Les récents débats sur la fin de vie ont, au-delà de la question de l’aide active à mourir, mis le doigt sur les insuffisances de l’offre en soins palliatifs en France. Comme de nombreux médecins, François Braun considère donc que « la priorité doit être donnée au renforcement de l’existant ». « Par une plus grande appropriation des directives anticipées, par des professionnels de santé mieux formés, par un meilleur recours à la sédation profonde et continue jusqu’au décès : ce sont des outils que nous renforcerons en soutenant les soins palliatifs » promet le ministre de la Santé. « Je reste persuadé que si nous y arrivons, il y aura alors beaucoup moins de demande d’aide à mourir » espère-t-il.

François Braun l’« invisible »

Alors que la convention citoyenne sur la fin de vie (dont le ministre salue le « travail remarquable ») a rendu son rapport et que le chef de l’Etat semble avoir définitivement (?) pris position sur le sujet, François Braun espère encore que la question n’est pas réglée et qu’il pourra faire entendre son avis nuancé dans le débat ces prochains mois. « Le débat sur l’aide active à mourir est encore ouvert, sur un sujet aussi clivant que la fin de vie, il serait inacceptable pour les Français qu’on n’aboutisse pas à un débat serein au Parlement » commente le ministre. Il assure notamment qu’il fera tout pour défendre une sorte de clause de conscience pour les médecins : « je veux dire aux soignants que je ne veux pas, si la société souhaitait aller vers l’aide active à mourir, qu’elle puisse s’imposer comme une obligation aux médecins ».

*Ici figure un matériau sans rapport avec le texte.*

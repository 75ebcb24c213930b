//! # skerry-core
//!
//! Sandbox lifecycle for skerry on a single host.
//!
//! Each sandbox is one hypervisor process with its own network namespace,
//! instance filesystem tree and cgroup. This crate allocates those
//! resources, wires them together, tracks live sandboxes and recovers
//! hypervisors left behind by a previous run.
//!
//! ## Architecture
//!
//! ```text
//! ┌────────────────────────────────────────────────────────────┐
//! │                      SandboxService                         │
//! │   create / delete / list / list_orphans / purge_orphans     │
//! ├──────────────┬──────────────────────┬──────────────────────┤
//! │ SandboxReg.  │    HostResources     │   OrphanRecovery     │
//! │ id → Sandbox │ ┌──────────────────┐ │  /proc scan, kill    │
//! │              │ │ SlotPool         │ │                      │
//! │              │ │ NetworkWiring ───┼─┼─▶ HostNetwork (ip)   │
//! │              │ │   └ DnsRegistry  │ │                      │
//! │              │ │ Filesystem       │ │                      │
//! │              │ │ cgroup           │ │                      │
//! │              │ └──────────────────┘ │                      │
//! └──────────────┴──────────┬───────────┴──────────────────────┘
//!                           ▼
//!                skerry-vm: Hypervisor / VmProcess
//! ```
//!
//! ## Example
//!
//! ```no_run
//! use skerry_core::{HostConfig, IpRoute2, ProcFs, SandboxService, SandboxSpec};
//! use skerry_vm::Firecracker;
//! use std::sync::Arc;
//!
//! # async fn example() -> skerry_core::Result<()> {
//! let service = SandboxService::from_config(
//!     HostConfig::default(),
//!     Arc::new(IpRoute2),
//!     Arc::new(Firecracker::default()),
//!     Arc::new(ProcFs::default()),
//! )?;
//!
//! let spec = SandboxSpec::builder()
//!     .sandbox_id("sbx-1")
//!     .template_id("base")
//!     .overlay(true)
//!     .build()?;
//! let sandbox = service.create(spec).await?;
//! println!("{} reachable at {}", sandbox.id(), sandbox.network().host_cloned_ip());
//!
//! service.delete("sbx-1").await?;
//! # Ok(())
//! # }
//! ```

pub mod address;
mod best_effort;
pub mod cgroup;
mod config;
mod dns;
mod error;
pub mod fs;
mod host;
pub mod layout;
pub mod network;
pub mod orphan;
mod registry;
mod retry;
mod sandbox;
mod service;
mod slots;

#[cfg(test)]
pub(crate) mod testing;

pub use address::{AddressPlan, Ipv4Cidr, DEFAULT_SUBNET};
pub use best_effort::BestEffort;
pub use config::{HostConfig, HostConfigBuilder, ResourceLimits, SandboxSpec, SandboxSpecBuilder};
pub use dns::DnsRegistry;
pub use error::{CoreError, Failures, Result};
pub use fs::FilesystemProvisioner;
pub use host::{HostResources, Release};
pub use layout::{ResourceLayout, SandboxIdentity};
pub use network::{HostNetwork, IpRoute2, NetCommand, NetworkEnv, NetworkWiring};
pub use orphan::{HostProcesses, OrphanRecovery, ProcFs, ProcessEntry, SandboxInfo};
pub use registry::SandboxRegistry;
pub use retry::{retry_with_schedule, CGROUP_REMOVE_SCHEDULE};
pub use sandbox::{Sandbox, SandboxSummary};
pub use service::{PurgeReport, SandboxService, WRITABLE_DRIVE_ID};
pub use slots::SlotPool;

Le doute exprimé par le ministre de la Santé face à ce changement éthique et philosophique majeur aura-t-il un poids dans le débat public ? Rien n’est moins sûr. François Braun reconnait lui-même qu’il fait partie des « invisibles », ces ministres qui font le travail mais dont la voix ne porte pas dans l’opinion publique.

Nicolas Barbet

Copyright © http://www.jim.fr

Réagir

Vos réactions (9)

  • Tentation faustienne

    Le 11 avril 2023

    Le risque plus général est que les lois sociétales qui se multiplient pour faire prévaloir la culture, ou ce qui en tient lieu, et la technique sur la nature, soient destructrices de notre humanité. Elles participent d’un esprit de démesure par lequel l’homme se veut demiurge, capable de recréer sa propre nature, de la transformer radicalement. C’est une nouvelle forme de la tentation faustienne. Mais chacun sait qu’il est dangereux de souper avec le diable, même avec une longue cuillère. Parce que la nature ne peut pas être exclue sans craindre que l’homme en pâtisse ainsi qu’Héraclite l’énonçait déjà (fragment 94) à sa manière elliptique : « Le soleil n’outrepassera pas ses bornes, sinon les Erinyes, gardiennes de la justice, sauront le retrouver ».
    JP Delsol

  • Fidèle à sa spécialité

    Le 11 avril 2023

    Comme les réanimateurs ont toujours été ambivalents face à la poursuite ou non de certains soins. Comme tous les réanimateurs, j'ai eu à trancher, jamais facilement.
    La carrière de Braun ne plaide pas pour qu'il défende cette loi. Je ne l'envie pas
    Pr émérite André Muller

  • Tout à son honneur

    Le 11 avril 2023

    C'est tout à l'honneur du ministre de la Santé, qui est médecin, de ne pas foncer tête baissée vers ce changement de civilisation que serait le droit de tuer qualifié pudiquement "d'aide active à mourir".
    La clause de conscience des médecins est évidemment un minimum, mais la légalisation de l'euthanasie ou de l'aide au suicide enverrai un très mauvais message sur la dignité des personnes en fin de vie.